オープニングが大変静かで印象的です。荒野の中の荒れ果てたたたずまいの家に男が一人やってきます。誰もいないのかと思っていると、中から女性が現れて、男を中へと招き入れます。家の中には、若い男や中年の男女など何人もの人がいて、入ってきた男は検死医であることがわかります。そして、二階の部屋へと案内されます。ここまでの静かな展開がすごく怖いのですよ。ああ、これってすごいホラーなのかな?って思わせるのですが、場面が変わって都会のバーで強い酒を飲んでる女弁護士に話が移り、ドラマは法廷劇として展開していきます。

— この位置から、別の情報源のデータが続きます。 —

use std::path::Path;
use std::str::FromStr;

use sqlx::sqlite::SqliteConnectOptions;
use sqlx::SqlitePool;

use crate::error::Result;
use crate::task::Task;

/// A row from the `tasks` table. `date` is stored as ISO `YYYY-MM-DD` text.
#[derive(Debug, Clone, PartialEq, sqlx::FromRow)]
pub struct TaskRow {
    pub id: i64,
    pub name: String,
    pub label: String,
    pub priority_text: String,
    pub people: String,
    pub date: Option<String>,
    pub project_status: String,
    pub effort: Option<i64>,
    pub relevant: bool,
}

#[derive(Clone)]
pub struct Storage {
    pool: SqlitePool,
}

impl Storage {
    /// Open (creating if missing) the database file and ensure the `tasks`
    /// table exists. Safe to invoke every run.
    pub async fn new(db_path: &Path) -> Result<Self> {
        let opts =
            SqliteConnectOptions::from_str(&format!("sqlite://{}?mode=rwc", db_path.display()))?
                .journal_mode(sqlx::sqlite::SqliteJournalMode::Wal)
                .synchronous(sqlx::sqlite::SqliteSynchronous::Normal)
                .create_if_missing(true);
        let pool = SqlitePool::connect_with(opts).await?;
        Self::create_tables(&pool).await?;
        Ok(Self { pool })
    }

    async fn create_tables(pool: &SqlitePool) -> Result<()> {
        sqlx::query(
            "CREATE TABLE IF NOT EXISTS tasks (
                 id INTEGER PRIMARY KEY,
                 name TEXT NOT NULL,
                 label TEXT NOT NULL,
                 priority_text TEXT NOT NULL,
                 people TEXT NOT NULL,
                 date DATE,
                 project_status TEXT NOT NULL,
                 effort INTEGER,
                 relevant BOOLEAN NOT NULL
             )",
        )
        .execute(pool)
        .await?;
        Ok(())
    }

    /// Insert the task, or overwrite every non-key column if the id already
    /// exists (last-write-wins). Autocommit — each row is durable on its own.
    pub async fn upsert_task(&self, task: &Task) -> Result<()> {
        sqlx::query(
            "INSERT INTO tasks (id, name, label, priority_text, people, date, project_status, effort, relevant)
             VALUES (?, ?, ?, ?, ?, ?, ?, ?, ?)
             ON CONFLICT(id) DO UPDATE SET
               name = excluded.name,
               label = excluded.label,
               priority_text = excluded.priority_text,
               people = excluded.people,
               date = excluded.date,
               project_status = excluded.project_status,
               effort = excluded.effort,
               relevant = excluded.relevant",
        )
        .bind(task.id)
        .bind(&task.name)
        .bind(&task.label)
        .bind(&task.priority_text)
        .bind(&task.people)
        .bind(task.date.map(|d| d.format("%Y-%m-%d").to_string()))
        .bind(&task.project_status)
        .bind(task.effort)
        .bind(task.relevant)
        .execute(&self.pool)
        .await?;
        Ok(())
    }

    pub async fn get_task(&self, id: i64) -> Result<Option<TaskRow>> {
        Ok(sqlx::query_as("SELECT * FROM tasks WHERE id = ?")
            .bind(id)
            .fetch_optional(&self.pool)
            .await?)
    }

    pub async fn list_tasks(&self) -> Result<Vec<TaskRow>> {
        Ok(sqlx::query_as("SELECT * FROM tasks ORDER BY id ASC")
            .fetch_all(&self.pool)
            .await?)
    }

    pub async fn count_tasks(&self) -> Result<u64> {
        let row: (i64,) = sqlx::query_as("SELECT COUNT(*) FROM tasks")
            .fetch_one(&self.pool)
            .await?;
        Ok(row.0 as u64)
    }

    /// Close the connection pool after the final upsert.
    pub async fn close(&self) {
        self.pool.close().await;
    }
}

果たして、エミリーの死は、神父の悪魔祓いによるものなのかが法廷で争われます。エミリーは確かに奇妙なものを見たり聞いたりしているようで、精神科医にも通っていました。しかし、ある時を境に医学療法をあきらめ、神父と信仰の力にすがるようになっていきます。彼女にとっては悪魔にとりつかれたとしか思えなくても、周囲の人間からは、精神的な病気として見えてしまう。証言台に立つ精神科医は、医学的治療を中止したことが死につながったと証言します。しかし、神父自身も悪魔の姿を見、彼女の状態から悪魔憑きであると確信し、教会の許可を得て悪魔祓いを行ったのです。拒食や自傷行為に走る彼女を何とか救おうとし、医学療法も併用しようとした神父ですが、悪魔祓いの後、医学療法をエミリー自身が拒否したことがわかってきて、ラストで示される意外な真実は、なかなかに感動的でありました。

ここからは結末に触れてしまうので、ご容赦のほどを。

エミリーは病気だったのか、悪魔憑きだったのか、映画はそこんところは明確にしないまま終わります。ただ、ラストで示される彼女の手紙から、この苦しみを乗り越えるために、科学ではなく、神への信仰を選択したことがわかります。彼女にとって、悪魔だろうが病気だろうが同じこと、どちらにしても神に選ばれた彼女の試練として受け入れようとするのです。ここで、映画は、悪魔の存在云々よりも、人間が信仰に何を求めるのかという物語にすり替わる(表現よくないけどそんな感じ)のです。ここで、「へえー」と感心してしまいました。私から見れば、単に胡散臭いだけの「オーラの泉」のおっさんも逆境にある人にとっては、癒しや救いになるのかもしれないなあ、ってところに思いが至ってしまったのです。エミリーは神を信じ、神の試練を受け入れることで、死をもって、悪魔に打ち勝つことができたのです。宗教とか信仰ってのは、ギリギリのところにいる人にとっては、時として大きな力になる、だから、神父も命がけで信仰に走ることもできるんだなあってところがなかなかに感動モノだったわけです。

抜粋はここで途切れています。